Monday, November 29, 2010

birth of a mother

squat birth journal has accepted my birth story for publication. when i offered it i didn't realize what a deep introspective journey it would become. i have revisited my birth experience and 9 months after the fact come to see it differently. when i first wrote this story i was so relieved to be 'uninjured' and 'drug free'. but was i true to myself? yes and no. i was flexible in a way that i needed to be, by accepting the presence of midwives. each of these four people in my home brought something with them, whether it was support or assumptions or a certain type of energy. grace had explained that an injection of oxytocin right after giving birth could prevent potentially lethal hemmorage. why did i accept this distrust of my own body? lindsay brought a speedy approach akin to 'getting this baby out!', focus on the exclamation point. she made comments like, 'this baby could have been born hours ago', and 'lets avoid a trip to the hospital, i know you want a home birth'. so she suggested i start pushing before i had the sensations to do that, which was tiring and demoralizing. i felt scared and anxious to finish the birth process that seemed to be exhausting everyone else but me. then when ivy was born, Lindsay pulled out my placenta with the umbilical chord, something that I've now learned can be very dangerous.
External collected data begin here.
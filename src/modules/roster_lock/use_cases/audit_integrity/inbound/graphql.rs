use async_graphql::{Context, Object, Result as GqlResult, SimpleObject};

use crate::modules::roster_lock::use_cases::audit_integrity::handler::AuditReport;
use crate::shared::core::primitives::{MatchupId, TeamId};
use crate::shell::state::AppState;

#[derive(SimpleObject, Clone)]
pub struct GqlAuditReport {
    pub checked: usize,
    pub missing: usize,
    pub repaired: usize,
    pub failed: usize,
    pub drifted: usize,
    pub reslotted: usize,
    pub stale: usize,
    pub removed: usize,
    pub locked_skipped: usize,
    pub mismatches: usize,
}

impl From<AuditReport> for GqlAuditReport {
    fn from(r: AuditReport) -> Self {
        Self {
            checked: r.checked,
            missing: r.missing,
            repaired: r.repaired,
            failed: r.failed,
            drifted: r.drifted,
            reslotted: r.reslotted,
            stale: r.stale,
            removed: r.removed,
            locked_skipped: r.locked_skipped,
            mismatches: r.mismatches(),
        }
    }
}

#[derive(Default)]
pub struct AuditIntegrityMutation;

#[Object]
impl AuditIntegrityMutation {
    async fn audit_matchup(
        &self,
        context: &Context<'_>,
        team_id: TeamId,
        matchup_id: MatchupId,
    ) -> GqlResult<GqlAuditReport> {
        let state = context.data_unchecked::<AppState>();
        let report = state.auditor.audit_matchup(team_id, matchup_id).await?;
        Ok(report.into())
    }
}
So that explains their adamence about the oxytocin shot. What were the side effects of the dose of oxytocin? Did it suppress my own bodies secretion of this hormone? How would have bonding and breast feeding been better? In the day that followed the birth I had pain with breastfeeding, I got scabs on my nipples which took weeks to fully heal and lots of pumping/sheilds/fingerfeeding etc. Could this stress have been avoided if I only told those midwives not to give me a shot of hormones as a preventative measure? How long would it have taken to have a placenta birth on my own, half an hour? I have lots of questions and a new birth story. Check the edits!

birth story...

I asked the baby in utero to please stay put a few more days. I wanted to attend my friends birthday dinner. I had lots of kicking, braxton hicks contractions and cervical mucous. I didn't know that by the day of the party Adam and I both would be unravelling. We had an intense argument. But we had a celebration to attend, so with eyes tired from tears we drove to the restaurant. Surrounded by friends I sobered up emotionally. Looking back I can see that's when labour really started, that emotional unravelling was us opening up. The fight was just a fearful reaction.

The next day I woke up hungover from the emotional rollercoaster. I kissed sleeping Adam adieu, sniffed some eucalyptus oil to clear my head and walked my heavy feeling body to the massage clinic. Breathing through the more painful deep tissue massage made me feel closer to the baby. No more fear.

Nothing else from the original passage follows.